- EXERCISE PROMPT -
Where a line holds the word "ToSql", copy that line from the data below.

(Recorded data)
····················

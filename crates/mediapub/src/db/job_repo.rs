//! Job repository: persistence for the `jobs` table.

use chrono::{DateTime, Utc};
use rusqlite::{params, Connection, OptionalExtension, Row};

use super::{from_millis, to_millis, Database, DatabaseError};
use crate::model::{Job, JobFailure, JobFilter, JobType};

/// Conditions shared by claiming and peeking: queued, not yet claimed, not
/// finished or given up on, and owned by a publish job that is still live.
const CLAIMABLE: &str = "j.type = ?1
    AND j.queued_at IS NOT NULL
    AND j.started_at IS NULL
    AND j.finished_at IS NULL
    AND j.failed_at IS NULL
    AND p.aborted_at IS NULL";

fn job_from_row(row: &Row<'_>) -> Result<Job, rusqlite::Error> {
    let id: String = row.get("id")?;
    let type_str: String = row.get("type")?;
    let job_type = type_str.parse::<JobType>().map_err(|e| {
        rusqlite::Error::FromSqlConversionFailure(
            0,
            rusqlite::types::Type::Text,
            Box::new(e),
        )
    })?;

    let error_code: Option<i32> = row.get("error_code")?;
    let error_message: Option<String> = row.get("error_message")?;
    let last_error = match (error_code, error_message) {
        (None, None) => None,
        (code, message) => Some(JobFailure::new(
            code.unwrap_or_default(),
            message.unwrap_or_default(),
        )),
    };

    Ok(Job {
        id,
        publish_job_id: row.get("publish_job_id")?,
        job_type,
        site: row.get("site")?,
        spec: row.get("spec")?,
        queued_at: from_millis(row.get("queued_at")?),
        started_at: from_millis(row.get("started_at")?),
        finished_at: from_millis(row.get("finished_at")?),
        failed_at: from_millis(row.get("failed_at")?),
        attempts: row.get("attempts")?,
        result: row.get("result")?,
        last_error,
    })
}

/// Inserts or updates a job using an existing connection or transaction.
pub(crate) fn upsert(conn: &Connection, job: &Job) -> Result<(), DatabaseError> {
    conn.execute(
        "INSERT INTO jobs (id, publish_job_id, type, site, spec, queued_at, started_at,
         finished_at, failed_at, attempts, result, error_code, error_message)
         VALUES (?1, ?2, ?3, ?4, ?5, ?6, ?7, ?8, ?9, ?10, ?11, ?12, ?13)
         ON CONFLICT(id) DO UPDATE SET
             publish_job_id = excluded.publish_job_id,
             type = excluded.type,
             site = excluded.site,
             spec = excluded.spec,
             queued_at = excluded.queued_at,
             started_at = excluded.started_at,
             finished_at = excluded.finished_at,
             failed_at = excluded.failed_at,
             attempts = excluded.attempts,
             result = excluded.result,
             error_code = excluded.error_code,
             error_message = excluded.error_message",
        params![
            job.id,
            job.publish_job_id,
            job.job_type.as_str(),
            job.site,
            job.spec,
            to_millis(job.queued_at),
            to_millis(job.started_at),
            to_millis(job.finished_at),
            to_millis(job.failed_at),
            job.attempts,
            job.result,
            job.last_error.as_ref().map(|e| e.code),
            job.last_error.as_ref().map(|e| e.message.as_str()),
        ],
    )?;
    Ok(())
}

/// Inserts or updates a job row.
pub fn save(db: &Database, job: &Job) -> Result<(), DatabaseError> {
    db.with_conn(|conn| upsert(conn, job))
}

/// Finds a job by its ID.
pub fn find_by_id(db: &Database, id: &str) -> Result<Option<Job>, DatabaseError> {
    db.with_conn(|conn| {
        Ok(conn
            .query_row("SELECT * FROM jobs WHERE id = ?1", params![id], job_from_row)
            .optional()?)
    })
}

/// Jobs of one publish job in creation order, narrowed by `filter`.
pub fn find_for_publish_job(
    db: &Database,
    publish_job_id: &str,
    filter: &JobFilter,
) -> Result<Vec<Job>, DatabaseError> {
    db.with_conn(|conn| {
        let mut conditions = vec!["publish_job_id = ?1".to_string()];
        let mut param_values: Vec<Box<dyn rusqlite::types::ToSql>> =
            vec![Box::new(publish_job_id.to_string())];

        if let Some(job_type) = filter.job_type {
            conditions.push(format!("type = ?{}", param_values.len() + 1));
            param_values.push(Box::new(job_type.as_str()));
        }
        if let Some(ref site) = filter.site {
            conditions.push(format!("site = ?{}", param_values.len() + 1));
            param_values.push(Box::new(site.clone()));
        }
        if let Some(ref spec) = filter.spec {
            conditions.push(format!("spec = ?{}", param_values.len() + 1));
            param_values.push(Box::new(spec.clone()));
        }

        let sql = format!(
            "SELECT * FROM jobs WHERE {} ORDER BY rowid ASC",
            conditions.join(" AND ")
        );
        let params_ref: Vec<&dyn rusqlite::types::ToSql> =
            param_values.iter().map(|p| p.as_ref()).collect();
        let mut stmt = conn.prepare(&sql)?;
        let rows = stmt
            .query_map(params_ref.as_slice(), job_from_row)?
            .collect::<Result<Vec<_>, _>>()?;
        Ok(rows)
    })
}

/// Claims the oldest due job of `job_type`: first by `queued_at`, then by
/// insertion order. The claim is written before the row is returned.
pub fn claim_next(
    db: &Database,
    job_type: JobType,
    now: DateTime<Utc>,
) -> Result<Option<Job>, DatabaseError> {
    db.with_transaction(|tx| {
        let sql = format!(
            "SELECT j.* FROM jobs j JOIN publish_jobs p ON p.id = j.publish_job_id
             WHERE {} AND j.queued_at <= ?2
             ORDER BY j.queued_at ASC, j.rowid ASC LIMIT 1",
            CLAIMABLE
        );
        let job = tx
            .query_row(
                &sql,
                params![job_type.as_str(), now.timestamp_millis()],
                job_from_row,
            )
            .optional()?;

        let Some(mut job) = job else {
            return Ok(None);
        };

        job.mark_started();
        tx.execute(
            "UPDATE jobs SET started_at = ?2, attempts = ?3 WHERE id = ?1",
            params![job.id, to_millis(job.started_at), job.attempts],
        )?;
        Ok(Some(job))
    })
}

/// Earliest `queued_at` of any claimable job of `job_type`, including jobs
/// scheduled in the future.
pub fn next_queued_at(
    db: &Database,
    job_type: JobType,
) -> Result<Option<DateTime<Utc>>, DatabaseError> {
    db.with_conn(|conn| {
        let sql = format!(
            "SELECT MIN(j.queued_at) FROM jobs j JOIN publish_jobs p ON p.id = j.publish_job_id
             WHERE {}",
            CLAIMABLE
        );
        let millis: Option<i64> =
            conn.query_row(&sql, params![job_type.as_str()], |r| r.get(0))?;
        Ok(from_millis(millis))
    })
}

····················

- PROBLEM SOLUTION -
        let mut param_values: Vec<Box<dyn rusqlite::types::ToSql>> =
        let params_ref: Vec<&dyn rusqlite::types::ToSql> =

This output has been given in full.